*** Begin section ***
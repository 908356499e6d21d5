//! Mounting accumulated descriptors into an [`axum::Router`].
//!
//! axum panics on conflicting or malformed routes. [`mount`] checks the
//! whole descriptor set first and reports the first problem as a
//! [`MountError`], so either every route is mounted or none is.
//!
//! Conflicts with routes already present in the router passed to
//! [`mount`] are not detected.

use axum::Router;
use axum::http::Method;
use axum::routing::{MethodFilter, MethodRouter};

use super::route::{HttpRoute, RouteDescriptor};
use crate::error::MountError;

/// Mounts `routes` into `router` in registration order.
///
/// HTTP method names are upper-cased before parsing. WebSocket routes
/// occupy `GET` on their path.
///
/// # Errors
///
/// Returns [`MountError`] for an empty or unsupported method list, a path
/// the router cannot parse, the same method bound twice on one path, or
/// two paths whose captures collide.
pub fn mount<S>(router: Router<S>, routes: &[RouteDescriptor<S>]) -> Result<Router<S>, MountError>
where
    S: Clone + Send + Sync + 'static,
{
    // Paths in first-registration order with the methods bound so far.
    let mut claimed: Vec<(&str, Vec<Method>)> = Vec::new();
    let mut pending: Vec<(&str, Vec<Method>, MethodRouter<S>)> = Vec::with_capacity(routes.len());

    for route in routes {
        let path = route.path();
        validate_path(path)?;
        if !claimed.iter().any(|(other, _)| *other == path)
            && let Some((existing, _)) = claimed
                .iter()
                .find(|(other, _)| captures_collide(path, other))
        {
            return Err(MountError::CaptureConflict {
                path: path.to_string(),
                existing: (*existing).to_string(),
            });
        }

        let (methods, method_router) = match route {
            RouteDescriptor::Http(http) => {
                let methods = parse_methods(http)?;
                let filter = method_filter(http.path(), &methods)?;
                (methods, http.method_router(filter))
            }
            RouteDescriptor::WebSocket(ws) => (vec![Method::GET], ws.method_router()),
        };

        match claimed.iter_mut().find(|(other, _)| *other == path) {
            Some((_, taken)) => {
                for method in &methods {
                    if taken.contains(method) {
                        return Err(MountError::MethodConflict {
                            path: path.to_string(),
                            method: method.to_string(),
                        });
                    }
                    taken.push(method.clone());
                }
            }
            None => claimed.push((path, methods.clone())),
        }
        pending.push((path, methods, method_router));
    }

    Ok(pending
        .into_iter()
        .fold(router, |router, (path, methods, method_router)| {
            tracing::debug!(path, ?methods, "mounting route");
            router.route(path, method_router)
        }))
}

/// Upper-cases and parses the registered method names, dropping repeats.
fn parse_methods<S>(route: &HttpRoute<S>) -> Result<Vec<Method>, MountError> {
    if route.methods().is_empty() {
        return Err(MountError::NoMethods {
            path: route.path().to_string(),
        });
    }
    let mut methods = Vec::with_capacity(route.methods().len());
    for raw in route.methods() {
        let method = Method::from_bytes(raw.to_ascii_uppercase().as_bytes()).map_err(|_| {
            MountError::UnsupportedMethod {
                path: route.path().to_string(),
                method: raw.clone(),
            }
        })?;
        if !methods.contains(&method) {
            methods.push(method);
        }
    }
    Ok(methods)
}

fn method_filter(path: &str, methods: &[Method]) -> Result<MethodFilter, MountError> {
    let mut filters = methods.iter().map(|method| {
        MethodFilter::try_from(method.clone()).map_err(|_| MountError::UnsupportedMethod {
            path: path.to_string(),
            method: method.to_string(),
        })
    });
    let Some(first) = filters.next() else {
        return Err(MountError::NoMethods {
            path: path.to_string(),
        });
    };
    filters.try_fold(first?, |acc, next| Ok(acc.or(next?)))
}

/// Rejects paths axum 0.8 would panic on.
///
/// A segment is either literal text (`{{` and `}}` escape braces) or a
/// single capture filling the whole segment. Mixed segments such as
/// `{id}.json` or `x{id}` are refused so capture conflicts can be
/// checked segment by segment.
fn validate_path(path: &str) -> Result<(), MountError> {
    let invalid = |reason| MountError::InvalidPath {
        path: path.to_string(),
        reason,
    };
    if !path.starts_with('/') {
        return Err(invalid("path must start with `/`"));
    }
    let mut names: Vec<&str> = Vec::new();
    let mut segments = path.split('/').peekable();
    while let Some(segment) = segments.next() {
        let is_last = segments.peek().is_none();
        if segment.starts_with(':') || segment.starts_with('*') {
            return Err(invalid("use `{capture}` or `{*wildcard}` instead of `:` or `*`"));
        }
        if segment.contains("{{") || segment.contains("}}") {
            let unescaped = segment.replace("{{", "").replace("}}", "");
            if unescaped.contains(['{', '}']) {
                return Err(invalid("escaped braces cannot share a segment with a capture"));
            }
            continue;
        }
        if !segment.contains(['{', '}']) {
            continue;
        }
        let Some(inner) = segment
            .strip_prefix('{')
            .and_then(|rest| rest.strip_suffix('}'))
        else {
            return Err(invalid("a capture must fill the whole segment"));
        };
        let (name, catch_all) = match inner.strip_prefix('*') {
            Some(name) => (name, true),
            None => (inner, false),
        };
        if name.is_empty() {
            return Err(invalid("empty capture name"));
        }
        if name.contains(['{', '}', '*']) {
            return Err(invalid("only one capture is allowed per segment"));
        }
        if catch_all && !is_last {
            return Err(invalid("catch-all capture must be the last segment"));
        }
        if names.contains(&name) {
            return Err(invalid("capture name used twice"));
        }
        names.push(name);
    }
    Ok(())
}

fn is_capture(segment: &str) -> bool {
    segment.starts_with('{') && segment.ends_with('}') && !segment.starts_with("{{")
}

/// Two distinct paths collide when, after a common literal prefix, both
/// place a capture at the same position under different names.
fn captures_collide(a: &str, b: &str) -> bool {
    for (left, right) in a.split('/').zip(b.split('/')) {
        if left == right {
            continue;
        }
        return is_capture(left) && is_capture(right);
    }
    false
}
*** End section ***
→ Required work: Extract exactly the leading lines of the data, stopping at and including the line with "list, a path".

→ Output:
repository 908356499e6d21d5
//! Mounting accumulated descriptors into an [`axum::Router`].
//!
//! axum panics on conflicting or malformed routes. [`mount`] checks the
//! whole descriptor set first and reports the first problem as a
//! [`MountError`], so either every route is mounted or none is.
//!
//! Conflicts with routes already present in the router passed to
//! [`mount`] are not detected.

use axum::Router;
use axum::http::Method;
use axum::routing::{MethodFilter, MethodRouter};

use super::route::{HttpRoute, RouteDescriptor};
use crate::error::MountError;

/// Mounts `routes` into `router` in registration order.
///
/// HTTP method names are upper-cased before parsing. WebSocket routes
/// occupy `GET` on their path.
///
/// # Errors
///
/// Returns [`MountError`] for an empty or unsupported method list, a path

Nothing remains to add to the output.